Thanks to these numerous advantages, roll forming can increase productivity, reduce costs and also contribute to addressing the overall environmental challenges to which part manufacturers are confronted, such as reducing energy consumption and CO2 emissions. Furthermore, in the field of automotive manufacturing, roll forming allows to produce very high strength structural parts with high strength metals, thereby addressing the combined challenges of vehicle weight reduction for reduced fuel / electricity consumption and increased passenger safety. Because of the specific nature of the process, roll forming can only be applied on parts having a uniform section. In the case of parts having a close to uniform cross section, the part can be manufactured by roll forming with small modifications either to the initial design of the part, to make it fully roll-form able, or to the manufacturing process of the part, by applying some additional processing steps either before or after the roll forming operation itself.

The purpose of the current invention is to provide a computerized method to determine the aptitude of a metallic part to be manufactured by roll forming and to classify metallic parts into one of the following categories: roll-formable without modification, roll-formable with modifications, not roll-formable. It is also a purpose of the current invention to provide a computerized method to compute the roll forming direction of a part. It further provides a method for determining the aptitude to roll forming of a large set of parts, such as for example part of the set of parts making up an automotive vehicle.

The purpose of the current invention is further to provide a manufacturing method for a metallic part.

The object of the present invention is achieved by providing a method for the computerized determination of a roll formability index and roll forming direction according to claim 1, by providing a computerized classification method according to claim 1, optionally comprising the features of claims 2 - 5 and by providing a manufacturing method according to claim 6 or 7.

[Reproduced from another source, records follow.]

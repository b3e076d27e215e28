//! Core data types of the facade layer.
//!
//! - `document` holds the serializable source document and its records
//! - `element` provides element ids and the common facade surface
//! - `correlated` fans one mutation out to several renderer objects
//! - `texture` contains the GPU texture wrapper and sampler translation

pub mod correlated;
pub mod document;
pub mod element;
pub mod texture;
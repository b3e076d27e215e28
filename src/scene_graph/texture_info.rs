//! A texture slot of a material.
//!
//! The slot's [`TextureUsage`] decides which native map properties are
//! written and which [`Encoding`] a texture gets when it is placed here.

use std::rc::Rc;

use serde_json::Value;

use crate::{
    data_structures::{
        correlated::CorrelatedSet,
        document::{NO_TEXTURE, TextureInfoDef, TextureUsage},
        element::{
            ElementCore, FacadeElement, IdSequence, OnUpdate, SharedDocument, base_json, fragment,
        },
    },
    render::{Encoding, MapSlot, MaterialTarget},
    scene_graph::texture::{Texture, TextureRef},
};

#[derive(Debug)]
pub struct TextureInfo {
    core: ElementCore,
    ids: IdSequence,
    material: usize,
    usage: TextureUsage,
    correlated: Option<Rc<CorrelatedSet<dyn MaterialTarget>>>,
    texture: Option<Texture>,
}

impl TextureInfo {
    pub(crate) fn new(
        ids: &IdSequence,
        document: SharedDocument,
        on_update: OnUpdate,
        material: usize,
        usage: TextureUsage,
        correlated: Option<Rc<CorrelatedSet<dyn MaterialTarget>>>,
        texture: Option<TextureRef>,
    ) -> Self {
        let core = ElementCore::new(ids, document.clone(), on_update.clone());
        let texture = texture
            .filter(|reference| !reference.is_empty())
            .map(|reference| Texture::new(ids, document, on_update, reference));
        Self {
            core,
            ids: ids.clone(),
            material,
            usage,
            correlated,
            texture,
        }
    }

    pub fn usage(&self) -> TextureUsage {
        self.usage
    }

    pub fn texture(&self) -> Option<&Texture> {
        self.texture.as_ref()
    }

    /// Place `texture` in this slot, or clear it with `None`.
    ///
    /// Every correlated material gets the native texture (or none) on each
    /// map property of this usage and is flagged for update. The native
    /// texture is re-tagged with the usage's encoding, the document slot is
    /// rewritten and the update callback fires once.
    pub fn set_texture(&mut self, texture: Option<TextureRef>) {
        let texture = texture.filter(|reference| !reference.is_empty());
        let usage = self.usage;
        let native = texture.as_ref().and_then(|reference| reference.native.clone());

        if let Some(correlated) = &self.correlated {
            correlated.apply("set_texture", |target| {
                for &slot in MapSlot::for_usage(usage) {
                    target.set_map(slot, native.clone())?;
                }
                target.mark_needs_update();
                Ok(())
            });
        }

        if let Some(native) = &native {
            match native.try_borrow_mut() {
                Ok(mut native) => native.set_encoding(Encoding::for_usage(usage)),
                Err(e) => log::warn!(
                    "Unable to tag texture for {}: {}",
                    usage.member_name(),
                    e
                ),
            }
        }

        {
            let mut document = self.core.document().borrow_mut();
            match document.materials.get_mut(self.material) {
                Some(material) => {
                    let slot = material.slot_mut(usage);
                    let index = texture
                        .as_ref()
                        .and_then(|reference| reference.index)
                        .map_or(NO_TEXTURE, |index| index as i64);
                    if let Some(info) = slot.as_mut() {
                        info.index = index;
                    } else if texture.is_some() {
                        *slot = Some(TextureInfoDef::new(index));
                    }
                }
                None => log::error!(
                    "Material {} is missing from the document, {} not recorded.",
                    self.material,
                    usage.member_name()
                ),
            }
        }

        match (texture, self.texture.as_mut()) {
            (Some(reference), Some(existing)) => existing.repoint(reference),
            (Some(reference), None) => {
                self.texture = Some(Texture::new(
                    &self.ids,
                    self.core.document().clone(),
                    self.core.on_update().clone(),
                    reference,
                ))
            }
            (None, _) => self.texture = None,
        }

        self.core.notify();
    }
}

impl FacadeElement for TextureInfo {
    fn core(&self) -> &ElementCore {
        &self.core
    }

    fn name(&self) -> Option<String> {
        None
    }

    fn source_object(&self) -> Option<Value> {
        let document = self.core.document().borrow();
        fragment(
            document
                .materials
                .get(self.material)
                .and_then(|material| material.slot(self.usage)),
        )
    }

    fn to_json(&self) -> Value {
        let mut json = base_json(self);
        if let Some(texture) = &self.texture {
            json["texture"] = texture.to_json();
        }
        json
    }
}

#[cfg(test)]
mod tests {
    use std::{cell::RefCell, rc::Rc};

    use super::*;
    use crate::data_structures::document::SourceDocument;

    #[test]
    fn a_missing_material_is_logged_not_indexed() {
        let document: SharedDocument = Rc::new(RefCell::new(SourceDocument::default()));
        let ids = IdSequence::new();
        let mut slot = TextureInfo::new(
            &ids,
            document.clone(),
            Rc::new(|| {}),
            3,
            TextureUsage::Normal,
            None,
            None,
        );

        slot.set_texture(Some(TextureRef {
            index: Some(0),
            native: None,
        }));

        assert!(document.borrow().materials.is_empty());
        assert_eq!(slot.texture().and_then(|texture| texture.index()), Some(0));
    }
}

The invention will now be described in detail and illustrated by examples without introducing limitations, with reference to the appended figures:

-Figure 1 is a graphic illustration of the singular value decomposition of a real m ^* 3 matrix

-Figure 2 is a graphic representation of the Rfull and Rmod determination method of the current invention

Roll forming is a continuous metal forming process taking a sheet, a strip, or a coil and bending or forming it to a continuous cross section. The process is performed between successive pairs of rolls that change the shape until the desired section is completed. Said section is called the roll forming section and the direction in which the material is being roll formed, i.e. the direction separating two successive pairs of rolls, is called the roll forming direction.

A part is said to be fully roll formable if the part can be manufactured using a roll forming process and without modifying its design.

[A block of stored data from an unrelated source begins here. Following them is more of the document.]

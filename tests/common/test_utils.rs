use std::{
    cell::{Cell, RefCell},
    collections::BTreeMap,
    io::Cursor,
    rc::Rc,
};

use scene_facade::{
    Model, OnUpdate, SourceDocument,
    render::{SharedMaterial, TextureHandle},
    resources::native::{Correlations, NativeMaterial, NativeScene, NativeTexture, instantiate},
};

/// Two materials drawn by three primitives: `paint` twice, `glass` once.
pub(crate) const PAINT_AND_GLASS: &str = r#"{
    "asset": {"version": "2.0"},
    "materials": [
        {
            "name": "paint",
            "pbrMetallicRoughness": {
                "baseColorTexture": {"index": 0},
                "metallicRoughnessTexture": {"index": 1}
            },
            "normalTexture": {"index": 1, "scale": 0.5},
            "occlusionTexture": {"index": 1, "strength": 0.8}
        },
        {
            "name": "glass",
            "alphaMode": "BLEND",
            "doubleSided": true
        }
    ],
    "textures": [
        {"name": "albedo", "sampler": 0, "source": 0},
        {"name": "packed", "source": 1}
    ],
    "images": [
        {"name": "albedo-image", "uri": "albedo.png"},
        {"name": "packed-image", "uri": "packed.png"}
    ],
    "samplers": [
        {"magFilter": 9728, "minFilter": 9987, "wrapS": 33071}
    ],
    "meshes": [
        {"name": "body", "primitives": [{"material": 0}, {"material": 0}]},
        {"name": "window", "primitives": [{"material": 1}]}
    ]
}"#;

/// A material without a PBR block, name or texture slots.
pub(crate) const BARE: &str = r#"{
    "asset": {"version": "2.0"},
    "materials": [{}],
    "meshes": [{"primitives": [{"material": 0}]}]
}"#;

pub(crate) fn init_logger() {
    let _ = env_logger::builder().is_test(true).try_init();
}

/// Counts update callback invocations.
#[derive(Clone, Default)]
pub(crate) struct UpdateCounter(Rc<Cell<u32>>);

impl UpdateCounter {
    pub(crate) fn callback(&self) -> OnUpdate {
        let count = self.0.clone();
        Rc::new(move || count.set(count.get() + 1))
    }

    pub(crate) fn count(&self) -> u32 {
        self.0.get()
    }
}

pub(crate) fn document(json: &str) -> SourceDocument {
    SourceDocument::from_slice(json.as_bytes()).expect("fixture document is valid")
}

/// Instantiate `json` headlessly and build a model over it.
pub(crate) fn live_model(json: &str) -> (Model, NativeScene, UpdateCounter) {
    init_logger();
    let document = document(json);
    let scene = instantiate(&document, &[]);
    let counter = UpdateCounter::default();
    let model = Model::new(document, Some(&scene), counter.callback());
    (model, scene, counter)
}

pub(crate) fn document_only_model(json: &str) -> (Model, UpdateCounter) {
    init_logger();
    let counter = UpdateCounter::default();
    let model = Model::new(document(json), None, counter.callback());
    (model, counter)
}

pub(crate) fn native_texture(name: &str) -> TextureHandle {
    NativeTexture::new(Some(name.to_string()), None).into_handle()
}

/// Correlate material 0 with `instances` and texture index `i` with
/// `textures[i]`.
pub(crate) fn correlate(
    instances: &[Rc<RefCell<NativeMaterial>>],
    textures: Vec<Option<TextureHandle>>,
) -> Correlations {
    let shared: Vec<SharedMaterial> = instances
        .iter()
        .map(|instance| instance.clone() as SharedMaterial)
        .collect();
    Correlations {
        materials: BTreeMap::from([(0, shared)]),
        textures,
    }
}

pub(crate) fn png_bytes(width: u32, height: u32, rgba: [u8; 4]) -> Vec<u8> {
    let image = image::RgbaImage::from_pixel(width, height, image::Rgba(rgba));
    let mut bytes = Vec::new();
    image::DynamicImage::ImageRgba8(image)
        .write_to(&mut Cursor::new(&mut bytes), image::ImageFormat::Png)
        .expect("png encoding");
    bytes
}

/// Pack `json` and `bin` into a GLB container.
pub(crate) fn glb(json: &str, bin: &[u8]) -> Vec<u8> {
    let mut json = json.as_bytes().to_vec();
    while json.len() % 4 != 0 {
        json.push(b' ');
    }
    let mut bin = bin.to_vec();
    while bin.len() % 4 != 0 {
        bin.push(0);
    }
    let length = 12 + 8 + json.len() + 8 + bin.len();

    let mut glb = Vec::with_capacity(length);
    glb.extend_from_slice(b"glTF");
    glb.extend_from_slice(&2u32.to_le_bytes());
    glb.extend_from_slice(&(length as u32).to_le_bytes());
    glb.extend_from_slice(&(json.len() as u32).to_le_bytes());
    glb.extend_from_slice(b"JSON");
    glb.extend_from_slice(&json);
    glb.extend_from_slice(&(bin.len() as u32).to_le_bytes());
    glb.extend_from_slice(b"BIN\0");
    glb.extend_from_slice(&bin);
    glb
}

A part is said to be roll formable with modifications in the following cases (possibly using a combination of the two cases):

-either the part becomes fully roll formable once the design of said part has been modified through geometrical alterations

-or the part can be manufactured using roll forming and by applying some additional processing steps either before or after the roll forming operation itself - said processing steps can involve for example punching, bending, embossing or any other post processing steps to the roll formed part.

-in either case, the part after design modifications and / or post-processing still satisfies the packaging conditions (i.e. the physical integration of the part in its environment, for example in relationship to the other surrounding parts of the vehicle in the case of an automotive vehicle) and functional purposes of the initial part.

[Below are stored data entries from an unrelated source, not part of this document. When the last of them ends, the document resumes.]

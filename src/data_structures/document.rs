//! The serializable source document.
//!
//! [`SourceDocument`] is the glTF JSON description of the asset being edited,
//! decoded into plain records that hold values and indices only. Facades
//! mutate these records in place so that re-serializing the document always
//! yields the current edits. Every record keeps members it does not model in
//! an `extra` map, which keeps the shape of the document intact across a
//! load/save cycle.

use serde::{Deserialize, Serialize};
use serde_json::{Map, Value};

use crate::error::FacadeError;

/// Texture index written into a texture-info record that holds no texture.
pub const NO_TEXTURE: i64 = -1;

const GLB_MAGIC: &[u8; 4] = b"glTF";

/// The role a texture plays within a material.
#[derive(Clone, Copy, Debug, PartialEq, Eq, Hash)]
pub enum TextureUsage {
    Base,
    Metallic,
    Normal,
    Occlusion,
    Emissive,
}

impl TextureUsage {
    pub const ALL: [TextureUsage; 5] = [
        TextureUsage::Base,
        TextureUsage::Metallic,
        TextureUsage::Normal,
        TextureUsage::Occlusion,
        TextureUsage::Emissive,
    ];

    /// The glTF member name of the slot, used in log output and JSON summaries.
    pub fn member_name(self) -> &'static str {
        match self {
            TextureUsage::Base => "baseColorTexture",
            TextureUsage::Metallic => "metallicRoughnessTexture",
            TextureUsage::Normal => "normalTexture",
            TextureUsage::Occlusion => "occlusionTexture",
            TextureUsage::Emissive => "emissiveTexture",
        }
    }
}

#[derive(Clone, Copy, Debug, Default, PartialEq, Eq, Serialize, Deserialize)]
#[serde(rename_all = "UPPERCASE")]
pub enum AlphaMode {
    #[default]
    Opaque,
    Mask,
    Blend,
}

#[derive(Clone, Debug, Default, PartialEq, Serialize, Deserialize)]
#[serde(rename_all = "camelCase")]
pub struct SourceDocument {
    #[serde(default, skip_serializing_if = "Vec::is_empty")]
    pub materials: Vec<MaterialDef>,
    #[serde(default, skip_serializing_if = "Vec::is_empty")]
    pub textures: Vec<TextureDef>,
    #[serde(default, skip_serializing_if = "Vec::is_empty")]
    pub images: Vec<ImageDef>,
    #[serde(default, skip_serializing_if = "Vec::is_empty")]
    pub samplers: Vec<SamplerDef>,
    #[serde(default, skip_serializing_if = "Vec::is_empty")]
    pub meshes: Vec<MeshDef>,
    #[serde(default, skip_serializing_if = "Vec::is_empty")]
    pub buffer_views: Vec<BufferViewDef>,
    #[serde(flatten)]
    pub extra: Map<String, Value>,
    /// Binary chunk of a GLB container. Never serialized into the JSON.
    #[serde(skip)]
    bin: Option<Vec<u8>>,
}

#[derive(Clone, Debug, Default, PartialEq, Serialize, Deserialize)]
#[serde(rename_all = "camelCase")]
pub struct MaterialDef {
    #[serde(default, skip_serializing_if = "Option::is_none")]
    pub name: Option<String>,
    #[serde(default, skip_serializing_if = "Option::is_none")]
    pub pbr_metallic_roughness: Option<PbrDef>,
    #[serde(default, skip_serializing_if = "Option::is_none")]
    pub normal_texture: Option<TextureInfoDef>,
    #[serde(default, skip_serializing_if = "Option::is_none")]
    pub occlusion_texture: Option<TextureInfoDef>,
    #[serde(default, skip_serializing_if = "Option::is_none")]
    pub emissive_texture: Option<TextureInfoDef>,
    #[serde(default, skip_serializing_if = "Option::is_none")]
    pub emissive_factor: Option<[f32; 3]>,
    #[serde(default, skip_serializing_if = "Option::is_none")]
    pub alpha_mode: Option<AlphaMode>,
    #[serde(default, skip_serializing_if = "Option::is_none")]
    pub alpha_cutoff: Option<f32>,
    #[serde(default, skip_serializing_if = "Option::is_none")]
    pub double_sided: Option<bool>,
    #[serde(flatten)]
    pub extra: Map<String, Value>,
}

impl MaterialDef {
    /// The texture-info record declared for `usage`, if any.
    pub fn slot(&self, usage: TextureUsage) -> Option<&TextureInfoDef> {
        match usage {
            TextureUsage::Base => self
                .pbr_metallic_roughness
                .as_ref()
                .and_then(|pbr| pbr.base_color_texture.as_ref()),
            TextureUsage::Metallic => self
                .pbr_metallic_roughness
                .as_ref()
                .and_then(|pbr| pbr.metallic_roughness_texture.as_ref()),
            TextureUsage::Normal => self.normal_texture.as_ref(),
            TextureUsage::Occlusion => self.occlusion_texture.as_ref(),
            TextureUsage::Emissive => self.emissive_texture.as_ref(),
        }
    }

    /// Mutable access to the record slot for `usage`. Base and metallic slots
    /// live in the PBR block, which is created on demand.
    pub fn slot_mut(&mut self, usage: TextureUsage) -> &mut Option<TextureInfoDef> {
        match usage {
            TextureUsage::Base => &mut self.pbr_mut().base_color_texture,
            TextureUsage::Metallic => &mut self.pbr_mut().metallic_roughness_texture,
            TextureUsage::Normal => &mut self.normal_texture,
            TextureUsage::Occlusion => &mut self.occlusion_texture,
            TextureUsage::Emissive => &mut self.emissive_texture,
        }
    }

    pub fn pbr_mut(&mut self) -> &mut PbrDef {
        self.pbr_metallic_roughness.get_or_insert_with(PbrDef::default)
    }
}

#[derive(Clone, Debug, Default, PartialEq, Serialize, Deserialize)]
#[serde(rename_all = "camelCase")]
pub struct PbrDef {
    #[serde(default, skip_serializing_if = "Option::is_none")]
    pub base_color_factor: Option<[f32; 4]>,
    #[serde(default, skip_serializing_if = "Option::is_none")]
    pub metallic_factor: Option<f32>,
    #[serde(default, skip_serializing_if = "Option::is_none")]
    pub roughness_factor: Option<f32>,
    #[serde(default, skip_serializing_if = "Option::is_none")]
    pub base_color_texture: Option<TextureInfoDef>,
    #[serde(default, skip_serializing_if = "Option::is_none")]
    pub metallic_roughness_texture: Option<TextureInfoDef>,
    #[serde(flatten)]
    pub extra: Map<String, Value>,
}

/// A texture reference inside a material. `scale` only appears on normal
/// textures and `strength` only on occlusion textures.
#[derive(Clone, Debug, PartialEq, Serialize, Deserialize)]
#[serde(rename_all = "camelCase")]
pub struct TextureInfoDef {
    pub index: i64,
    #[serde(default, skip_serializing_if = "Option::is_none")]
    pub tex_coord: Option<u32>,
    #[serde(default, skip_serializing_if = "Option::is_none")]
    pub scale: Option<f32>,
    #[serde(default, skip_serializing_if = "Option::is_none")]
    pub strength: Option<f32>,
    #[serde(flatten)]
    pub extra: Map<String, Value>,
}

impl TextureInfoDef {
    pub fn new(index: i64) -> Self {
        Self {
            index,
            tex_coord: None,
            scale: None,
            strength: None,
            extra: Map::new(),
        }
    }

    /// The referenced texture, or `None` for the [`NO_TEXTURE`] sentinel.
    pub fn texture_index(&self) -> Option<usize> {
        usize::try_from(self.index).ok()
    }
}

#[derive(Clone, Debug, Default, PartialEq, Serialize, Deserialize)]
#[serde(rename_all = "camelCase")]
pub struct TextureDef {
    #[serde(default, skip_serializing_if = "Option::is_none")]
    pub name: Option<String>,
    #[serde(default, skip_serializing_if = "Option::is_none")]
    pub sampler: Option<usize>,
    #[serde(default, skip_serializing_if = "Option::is_none")]
    pub source: Option<usize>,
    #[serde(flatten)]
    pub extra: Map<String, Value>,
}

#[derive(Clone, Debug, Default, PartialEq, Serialize, Deserialize)]
#[serde(rename_all = "camelCase")]
pub struct ImageDef {
    #[serde(default, skip_serializing_if = "Option::is_none")]
    pub name: Option<String>,
    #[serde(default, skip_serializing_if = "Option::is_none")]
    pub uri: Option<String>,
    #[serde(default, skip_serializing_if = "Option::is_none")]
    pub mime_type: Option<String>,
    #[serde(default, skip_serializing_if = "Option::is_none")]
    pub buffer_view: Option<usize>,
    #[serde(flatten)]
    pub extra: Map<String, Value>,
}

/// Filter and wrap values are the raw GL enums glTF stores.
#[derive(Clone, Debug, Default, PartialEq, Serialize, Deserialize)]
#[serde(rename_all = "camelCase")]
pub struct SamplerDef {
    #[serde(default, skip_serializing_if = "Option::is_none")]
    pub name: Option<String>,
    #[serde(default, skip_serializing_if = "Option::is_none")]
    pub mag_filter: Option<u32>,
    #[serde(default, skip_serializing_if = "Option::is_none")]
    pub min_filter: Option<u32>,
    #[serde(default, skip_serializing_if = "Option::is_none")]
    pub wrap_s: Option<u32>,
    #[serde(default, skip_serializing_if = "Option::is_none")]
    pub wrap_t: Option<u32>,
    #[serde(flatten)]
    pub extra: Map<String, Value>,
}

#[derive(Clone, Debug, Default, PartialEq, Serialize, Deserialize)]
#[serde(rename_all = "camelCase")]
pub struct MeshDef {
    #[serde(default, skip_serializing_if = "Option::is_none")]
    pub name: Option<String>,
    #[serde(default)]
    pub primitives: Vec<PrimitiveDef>,
    #[serde(flatten)]
    pub extra: Map<String, Value>,
}

#[derive(Clone, Debug, Default, PartialEq, Serialize, Deserialize)]
#[serde(rename_all = "camelCase")]
pub struct PrimitiveDef {
    #[serde(default, skip_serializing_if = "Option::is_none")]
    pub material: Option<usize>,
    #[serde(flatten)]
    pub extra: Map<String, Value>,
}

#[derive(Clone, Debug, Default, PartialEq, Serialize, Deserialize)]
#[serde(rename_all = "camelCase")]
pub struct BufferViewDef {
    pub buffer: usize,
    #[serde(default, skip_serializing_if = "Option::is_none")]
    pub byte_offset: Option<usize>,
    pub byte_length: usize,
    #[serde(flatten)]
    pub extra: Map<String, Value>,
}

impl SourceDocument {
    /// Parse either glTF JSON text or a binary GLB container.
    pub fn from_slice(bytes: &[u8]) -> Result<Self, FacadeError> {
        if bytes.starts_with(GLB_MAGIC) {
            let glb = gltf::Glb::from_slice(bytes)?;
            let mut document: SourceDocument = serde_json::from_slice(&glb.json)?;
            document.bin = glb.bin.map(|bin| bin.into_owned());
            Ok(document)
        } else {
            Ok(serde_json::from_slice(bytes)?)
        }
    }

    pub fn to_json(&self) -> Result<String, FacadeError> {
        Ok(serde_json::to_string(self)?)
    }

    pub fn to_json_pretty(&self) -> Result<String, FacadeError> {
        Ok(serde_json::to_string_pretty(self)?)
    }

    /// The GLB binary chunk, if the document was read from a container.
    pub fn bin(&self) -> Option<&[u8]> {
        self.bin.as_deref()
    }

    /// Bytes of a buffer view that lives in the GLB binary chunk.
    ///
    /// Only buffer 0 can be resolved this way; external buffers are the
    /// business of whoever unpacks the container.
    pub fn buffer_view_bytes(&self, index: usize) -> Option<&[u8]> {
        let view = self.buffer_views.get(index)?;
        if view.buffer != 0 {
            return None;
        }
        let start = view.byte_offset.unwrap_or(0);
        let end = start.checked_add(view.byte_length)?;
        self.bin()?.get(start..end)
    }

    /// Indices of the materials referenced by mesh primitives, in draw order.
    /// A material used by several primitives appears once per primitive.
    pub fn primitive_materials(&self) -> impl Iterator<Item = usize> + '_ {
        self.meshes
            .iter()
            .flat_map(|mesh| mesh.primitives.iter())
            .filter_map(|primitive| primitive.material)
    }
}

A part is said to be not roll formable if it is neither fully roll formable nor roll formable with modifications. In particular, a part is said to be not roll formable if the modifications necessary to render it roll formable would affect its packaging conditions (i.e. it would not fit with its surrounding parts) or its functional purpose.

A finite element mesh is a subdivision of a continuous geometric space into discrete elements.

In the current invention, a matrix of m three-dimensional vectors is defined as being the m ^* 3 matrix for which each line is the set of coordinates of one of the m vectors.

A scalar product or dot product of two vectors is the sum of the product of their respective coordinates.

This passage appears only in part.